Writing about Sociopolitical Change
After receiving a series of fellowships between 1983 and 1987, including a National Endowment for the Arts Grant in 1985, Chin published her first volume of poetry, Dwarf Bamboo. In this collection, Chin self-consciously and critically explores the crossroads she encountered as a child and young adult. She recalls her Chinese immigrant family’s experiences and anticipates a future that might faithfully address the bicultural social consciousness that she developed during her coming-of-age in the United States.

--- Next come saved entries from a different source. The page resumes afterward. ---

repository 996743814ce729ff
//! Output formatting module.

mod formatter;
mod human;
mod json;

pub use formatter::OutputFormatter;

use human::HumanFormatter;
use json::JsonFormatter;

/// Creates an output formatter based on CLI flags
pub fn create_formatter(json: bool, verbose: bool, quiet: bool) -> Box<dyn OutputFormatter> {
    if json {
        Box::new(JsonFormatter)
    } else {
        Box::new(HumanFormatter::new(verbose, quiet))
    }
}
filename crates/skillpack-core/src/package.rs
//! End-to-end packaging pipeline.
//!
//! Packaging runs in two phases. [`Packager::prepare`] resolves the source
//! directory, checks for the descriptor file, runs the validator, and loads
//! exclusion rules; nothing is written. [`Packager::build`] then creates the
//! output directory and writes the archive.

use crate::PackageError;
use crate::ProgressCallback;
use crate::Result;
use crate::builder;
use crate::config::PackageConfig;
use crate::ignore;
use crate::matcher::ExclusionPattern;
use crate::report::NoopProgress;
use crate::report::PackageReport;
use crate::validation::SkillValidator;
use crate::validation::Validator;
use std::env;
use std::fs;
use std::path::Path;
use std::path::PathBuf;

/// What to package and where to put it.
#[derive(Debug, Clone, PartialEq, Eq)]
pub struct PackageRequest {
    /// Directory to package.
    pub source_dir: PathBuf,
    /// Directory receiving the archive; the current directory when `None`.
    pub output_dir: Option<PathBuf>,
}

impl PackageRequest {
    /// Creates a request writing into the current directory.
    #[must_use]
    pub fn new(source_dir: impl Into<PathBuf>) -> Self {
        Self {
            source_dir: source_dir.into(),
            output_dir: None,
        }
    }

    /// Sets the output directory.
    #[must_use]
    pub fn with_output_dir(mut self, output_dir: impl Into<PathBuf>) -> Self {
        self.output_dir = Some(output_dir.into());
        self
    }
}

/// A validated request, ready to be written.
#[derive(Debug, Clone)]
pub struct PreparedPackage {
    /// Canonical source directory.
    pub source_dir: PathBuf,
    /// Directory the archive is written into.
    pub output_dir: PathBuf,
    /// Full path of the archive to write.
    pub archive_path: PathBuf,
    /// Exclusion patterns loaded from the rules file.
    pub patterns: Vec<ExclusionPattern>,
    /// Message reported by the validator.
    pub validation_message: String,
}

/// Packages skill directories.
///
/// # Examples
///
/// ```no_run
/// use skillpack_core::PackageRequest;
/// use skillpack_core::Packager;
///
/// let packager = Packager::default();
/// let request = PackageRequest::new("skills/my-skill").with_output_dir("dist");
/// let report = packager.package(&request)?;
/// println!("{} ({} files)", report.archive_path.display(), report.files_added);
/// # Ok::<(), skillpack_core::PackageError>(())
/// ```
pub struct Packager<'a> {
    config: PackageConfig,
    validator: Box<dyn Validator + 'a>,
}

impl Default for Packager<'_> {
    fn default() -> Self {
        Self::new(PackageConfig::default())
    }
}

impl<'a> Packager<'a> {
    /// Creates a packager validating with [`SkillValidator`].
    #[must_use]
    pub fn new(config: PackageConfig) -> Self {
        let validator = SkillValidator::new(config.descriptor_file.clone());
        Self {
            config,
            validator: Box::new(validator),
        }
    }

    /// Replaces the validator.
    #[must_use]
    pub fn with_validator(mut self, validator: impl Validator + 'a) -> Self {
        self.validator = Box::new(validator);
        self
    }

    /// Returns the active configuration.
    #[must_use]
    pub fn config(&self) -> &PackageConfig {
        &self.config
    }

    /// Checks the request without touching the output location.
    ///
    /// # Errors
    ///
    /// Returns [`PackageError::NotFound`], [`PackageError::NotADirectory`],
    /// [`PackageError::MissingDescriptor`], or
    /// [`PackageError::ValidationFailed`].
    pub fn prepare(&self, request: &PackageRequest) -> Result<PreparedPackage> {
        let source_dir = resolve_source(&request.source_dir, &self.config)?;

        let outcome = self.validator.validate(&source_dir);
        if !outcome.valid {
            return Err(PackageError::ValidationFailed {
                message: outcome.message,
            });
        }
        tracing::info!(source = %source_dir.display(), "validation passed");

        let output_dir = resolve_output_dir(request.output_dir.as_deref());
        let archive_path = output_dir.join(archive_file_name(&source_dir, &self.config));
        let patterns = ignore::load_patterns(&source_dir, &self.config.ignore_file);

        Ok(PreparedPackage {
            source_dir,
            output_dir,
            archive_path,
            patterns,
            validation_message: outcome.message,
        })
    }

    /// Writes the archive for a prepared request.
    ///
    /// # Errors
    ///
    /// Returns [`PackageError::ArchiveWrite`] if the output directory or the
    /// archive cannot be created or written.
    pub fn build(
        &self,
        prepared: &PreparedPackage,
        progress: &mut dyn ProgressCallback,
    ) -> Result<PackageReport> {
        fs::create_dir_all(&prepared.output_dir)
            .map_err(|e| PackageError::archive_write(&prepared.archive_path, e))?;

        builder::build_archive_with_progress(
            &prepared.archive_path,
            &prepared.source_dir,
            &prepared.patterns,
            &self.config,
            progress,
        )
    }

    /// Prepares and builds in one step.
    ///
    /// # Errors
    ///
    /// Any error from [`Packager::prepare`] or [`Packager::build`].
    pub fn package(&self, request: &PackageRequest) -> Result<PackageReport> {
        self.package_with_progress(request, &mut NoopProgress)
    }

    /// Prepares and builds in one step, reporting progress.
    ///
    /// # Errors
    ///
    /// Any error from [`Packager::prepare`] or [`Packager::build`].
    pub fn package_with_progress(
        &self,
        request: &PackageRequest,
        progress: &mut dyn ProgressCallback,
    ) -> Result<PackageReport> {
        let prepared = self.prepare(request)?;
        self.build(&prepared, progress)
    }
}

/// Packages `request` with default configuration and validation.
///
/// # Errors
///
/// See [`Packager::package`].
pub fn package_skill(request: &PackageRequest) -> Result<PackageReport> {
    Packager::default().package(request)
}

/// Canonicalizes `path` and checks that it is a directory holding the
/// descriptor file.
///
/// # Errors
///
/// Returns [`PackageError::NotFound`], [`PackageError::NotADirectory`], or
/// [`PackageError::MissingDescriptor`].
pub fn resolve_source(path: &Path, config: &PackageConfig) -> Result<PathBuf> {
    let resolved = fs::canonicalize(path).map_err(|_| PackageError::NotFound {
        path: path.to_path_buf(),
    })?;

    if !resolved.is_dir() {
        return Err(PackageError::NotADirectory { path: resolved });
    }

    if !resolved.join(&config.descriptor_file).exists() {
        return Err(PackageError::MissingDescriptor {
            directory: resolved,
            descriptor: config.descriptor_file.clone(),
        });
    }

    Ok(resolved)
}

/// Makes the output directory absolute against the current directory.
///
/// The directory may not exist yet, so it is not canonicalized.
fn resolve_output_dir(output_dir: Option<&Path>) -> PathBuf {
    let dir = output_dir.unwrap_or_else(|| Path::new("."));
    std::path::absolute(dir).unwrap_or_else(|_| {
        env::current_dir().map_or_else(|_| dir.to_path_buf(), |cwd| cwd.join(dir))
    })
}

/// Returns `<directory name>.<extension>` for a source directory.
#[must_use]
pub fn archive_file_name(source_dir: &Path, config: &PackageConfig) -> String {
    let name = source_dir
        .file_name()
        .map_or_else(|| "skill".into(), |name| name.to_string_lossy());
    format!("{name}.{}", config.archive_extension)
}
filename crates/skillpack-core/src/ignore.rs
//! Loading of exclusion rules from the source directory.

use crate::matcher::ExclusionPattern;
use std::fs;
use std::io;
use std::path::Path;

/// Parses rules file content into patterns.
///
/// Each line is trimmed. Blank lines and lines starting with `#` are
/// skipped; everything else becomes one pattern, in file order.
///
/// # Examples
///
/// ```
/// use skillpack_core::ignore::parse_patterns;
///
/// let patterns = parse_patterns("# build output\nbuild/\n\n  *.tmp  \n");
/// let raw: Vec<_> = patterns.iter().map(|p| p.as_str()).collect();
/// assert_eq!(raw, ["build/", "*.tmp"]);
/// ```
#[must_use]
pub fn parse_patterns(content: &str) -> Vec<ExclusionPattern> {
    content
        .lines()
        .map(str::trim)
        .filter(|line| !line.is_empty() && !line.starts_with('#'))
        .map(ExclusionPattern::new)
        .collect()
}

/// Loads patterns from `file_name` inside `directory`.
///
/// A missing or unreadable rules file yields no patterns; packaging then
/// proceeds unfiltered.
pub fn load_patterns(directory: &Path, file_name: &str) -> Vec<ExclusionPattern> {
    let path = directory.join(file_name);
    match fs::read_to_string(&path) {
        Ok(content) => {
            let patterns = parse_patterns(&content);
            tracing::debug!(
                path = %path.display(),
                count = patterns.len(),
                "loaded exclusion patterns"
            );
            patterns
        }
        Err(e) if e.kind() == io::ErrorKind::NotFound => Vec::new(),
        Err(e) => {
            tracing::warn!(path = %path.display(), error = %e, "ignoring unreadable rules file");
            Vec::new()
        }
    }
}
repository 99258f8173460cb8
// Copyright © 2019 Intel Corporation
//
// SPDX-License-Identifier: Apache-2.0 OR BSD-3-Clause
//

#[cfg(test)]
pub mod tests {
    use std::cmp::Ordering;

    use clap::Arg;

    pub fn assert_args_sorted<'a, F: Fn() -> R, R: Iterator<Item = &'a Arg>>(get_base_iter: F) {
        let iter = get_base_iter().zip(get_base_iter().skip(1));
        for (arg, next) in iter {
            assert_ne!(
                arg.get_id().cmp(next.get_id()),
                Ordering::Greater,
                "args not alphabetically sorted: arg={}, next={}",
                arg.get_id(),
                next.get_id()
            );
        }
    }
}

In 1989, Chin joined the faculty of San Diego State University as an assistant professor. That year she also received a Gjerassi Foundation Fellowship, and her second National Endowment for the Arts Grant followed in 1991. In 1994 The Phoenix Gone, the Terrace Empty was published. In this collection, Chin depends upon and reveals her personal life and political commitments to provide emotional momentum. In an interview with Bill Moyers in The Language of Life: A Festival of Poets (1995), Chin discussed the pain of her father’s leaving the family and disclosed that ”How I Got That Name” and many other poem sin the collection function on a personal and familial level.
Views on Assimilation
The poem entitled ”How I Got That Name,” epitomizes Chin’s view toward her resistant stance regarding cultural assimilation and romanticizing the Chinese American culture. She critically recounts her father changing her name from ”Mei Ling” to “Marilyn,” after movie icon Marilyn Monroe; she places this alteration of her name within the context of immigration to the United States and her father’s infatuation with a movie star and American culture. Chin makes clear that she views assimilation as a loss of identity, a loss of culture, language, and religion.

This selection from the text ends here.